There are 10 words the Penticton Minor Hockey Association (PMHA) has heard far too many times over the years — it’s unknown what the future holds for historic Memorial Arena.
The arena, built in 1951 and later renovated in the mid-1960s, is part of Penticton’s history. From being the home of the World Champion Penticton Vees to hosting international sporting events, it’s a building engraved in the city’s story.
But time and time again, the arena has been deemed too old to carry on by the city. After all, the last time the building went through a major renovation was in the mid-1990s.
Still, in the eyes of Darla Roy, Penticton Minor Hockey Association’s administrator, there’s a simple reason as to why the city finds itself having more questions than answers about the building.
“They used to paint the bleachers every year and all this maintenance would be done but nothing has been done recently,” she said. “If they had just maintained it properly, we wouldn’t be in this position right now.”
The lack of maintenance has plagued the arena, according to Roy. Even though the city worked on fixing the roof a few years ago, she says not enough has been done to keep the piece of Penticton’s history intact without any yearly question marks reigning from city council.
Penticton’s Civic Places and Spaces project suggests that Memorial Arena is too old to keep and should be demolished.
The long-term plan was initially penned in September and city council is going through the early stages of the project.
It’s been proposed to both council and the public that the Memorial and McLaren arenas should be demolished to make room for a brand-new twin rinks facility.
Roy understands the age of the Penticton’s current hockey rink is a concern. That doesn’t mean, however, that everything about the long-term plan adds up and makes sense to the PMHA.
“I understand the building is older and needs some work but I don’t think we need another NHL-size rink,” she said. “If they want to build another one or two, then great.
“But we shouldn’t lose (Memorial) for 10 or 18 parking spots. What shame that would be.”
The South Okanagan Events Centre (SOEC) in Penticton, built in 2009, is as close to an NHL-sized sheet of ice as there’s going to be. That’s why Roy doesn’t see the need for the city to demolish a historic arena for another new rink.

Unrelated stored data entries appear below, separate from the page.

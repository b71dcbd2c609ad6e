use std::fs::{self, File, OpenOptions};
use std::io::{self, BufReader, BufWriter, ErrorKind, Read, Write};
use std::path::{Path, PathBuf};

use tracing::warn;

use crate::model::Event;

/// Upper bound on a single record payload; anything larger is treated as corruption.
const MAX_RECORD_LEN: usize = 16 * 1024 * 1024;

/// Frame one event as `[u32 len][bincode payload][u32 crc32]`, little-endian.
fn write_record(writer: &mut impl Write, event: &Event) -> io::Result<()> {
    let payload = bincode::serialize(event).map_err(|e| io::Error::new(ErrorKind::InvalidData, e))?;
    let len = u32::try_from(payload.len())
        .map_err(|_| io::Error::new(ErrorKind::InvalidData, "event too large for WAL record"))?;
    writer.write_all(&len.to_le_bytes())?;
    writer.write_all(&payload)?;
    writer.write_all(&crc32fast::hash(&payload).to_le_bytes())
}

/// Read exactly `buf.len()` bytes. `Ok(false)` on a clean or torn end of file.
fn fill(reader: &mut impl Read, buf: &mut [u8]) -> io::Result<bool> {
    match reader.read_exact(buf) {
        Ok(()) => Ok(true),
        Err(e) if e.kind() == ErrorKind::UnexpectedEof => Ok(false),
        Err(e) => Err(e),
    }
}

/// Next intact record and its on-disk length, or `None` at the first torn,
/// oversized or corrupt one.
fn read_record(reader: &mut impl Read) -> io::Result<Option<(Event, u64)>> {
    let mut word = [0u8; 4];
    if !fill(reader, &mut word)? {
        return Ok(None);
    }
    let len = u32::from_le_bytes(word) as usize;
    if len > MAX_RECORD_LEN {
        return Ok(None);
    }
    let mut payload = vec![0u8; len];
    if !fill(reader, &mut payload)? || !fill(reader, &mut word)? {
        return Ok(None);
    }
    if u32::from_le_bytes(word) != crc32fast::hash(&payload) {
        return Ok(None);
    }
    let Ok(event) = bincode::deserialize::<Event>(&payload) else {
        return Ok(None);
    };
    Ok(Some((event, 8 + len as u64)))
}

/// Append-only event log backing the engine.
///
/// A crash can leave a torn record at the tail; replay keeps the events
/// before it and truncates the file there.
pub struct Wal {
    writer: BufWriter<File>,
    path: PathBuf,
    appends_since_compact: u64,
}

impl Wal {
    pub fn open(path: &Path) -> io::Result<Self> {
        Ok(Self {
            writer: BufWriter::new(Self::open_append(path)?),
            path: path.to_path_buf(),
            appends_since_compact: 0,
        })
    }

    fn open_append(path: &Path) -> io::Result<File> {
        OpenOptions::new().create(true).append(true).open(path)
    }

    fn staging_path(&self) -> PathBuf {
        Self::staging_path_for(&self.path)
    }

    fn staging_path_for(path: &Path) -> PathBuf {
        path.with_extension("wal.tmp")
    }

    #[cfg(test)]
    pub fn append(&mut self, event: &Event) -> io::Result<()> {
        self.append_buffered(event)?;
        self.flush_sync()
    }

    /// Buffer one record. Durable only after `flush_sync`.
    pub fn append_buffered(&mut self, event: &Event) -> io::Result<()> {
        write_record(&mut self.writer, event)?;
        self.appends_since_compact += 1;
        Ok(())
    }

    pub fn flush_sync(&mut self) -> io::Result<()> {
        self.writer.flush()?;
        self.writer.get_ref().sync_data()
    }

    pub fn appends_since_compact(&self) -> u64 {
        self.appends_since_compact
    }

    /// Rewrite the log as `snapshot`: stage to a temp file, fsync, rename over.
    pub fn compact(&mut self, snapshot: &[Event]) -> io::Result<()> {
        self.flush_sync()?;
        let staging = self.staging_path();
        {
            let mut out = BufWriter::new(File::create(&staging)?);
            for event in snapshot {
                write_record(&mut out, event)?;
            }
            out.flush()?;
            out.get_ref().sync_all()?;
        }
        fs::rename(&staging, &self.path)?;
        self.writer = BufWriter::new(Self::open_append(&self.path)?);
        self.appends_since_compact = 0;
        Ok(())
    }

    /// Every intact event in order. A missing file is an empty log.
    ///
    /// Anything after the last intact record is cut off the file, so later
    /// appends never land behind a torn or corrupt record.
    pub fn replay(path: &Path) -> io::Result<Vec<Event>> {
        // A leftover staging file means a compaction died before the rename.
        let _ = fs::remove_file(Self::staging_path_for(path));
        let file = match File::open(path) {
            Ok(f) => f,
            Err(e) if e.kind() == ErrorKind::NotFound => return Ok(Vec::new()),
            Err(e) => return Err(e),
        };
        let file_len = file.metadata()?.len();
        let mut reader = BufReader::new(file);
        let mut events = Vec::new();
        let mut intact = 0u64;
        while let Some((event, len)) = read_record(&mut reader)? {
            events.push(event);
            intact += len;
        }
        if intact < file_len {
            warn!(
                path = %path.display(),
                kept = intact,
                dropped = file_len - intact,
                "truncating WAL after last intact record"
            );
            let file = OpenOptions::new().write(true).open(path)?;
            file.set_len(intact)?;
            file.sync_all()?;
        }
        Ok(events)
    }
}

Roy has been asked about the future of Memorial Arena for several years. This conversation isn’t new for the association’s administrator, but there’s still something that feels a little different about the debate this time around.
“I think the city is actually investigating whether this plan is viable or not,” she explained. “I don’t think it was like that before.”
The demolition of Memorial Arena would be devastating for Roy. It’s the place she watched her first Penticton Vees game at the age of 12. The community feel and charm of the building made the arena one of Roy’s favourite places to go.
But now, the age-old conversation has returned and that’s no surprise to the association’s administrator.
City council last provided an update on the Civic Places and Spaces plan on Dec. 7. Over 60 per cent of people who participated in the city’s online public feedback form supported the project as a whole.
Still, there are a number of questions that need to be answered before a final decision can be made on the status of one of the city’s most iconic civic buildings.
At a meeting in September, Penticton mayor John Vassilaki said the community would never allow them to tear down Memorial.
“I feel connected to the game of hockey, to the past and to Canada when I go into Memorial Arena,” said Coun. James Miller.
The city is expected to provide an update on the plan sometime in early 2022.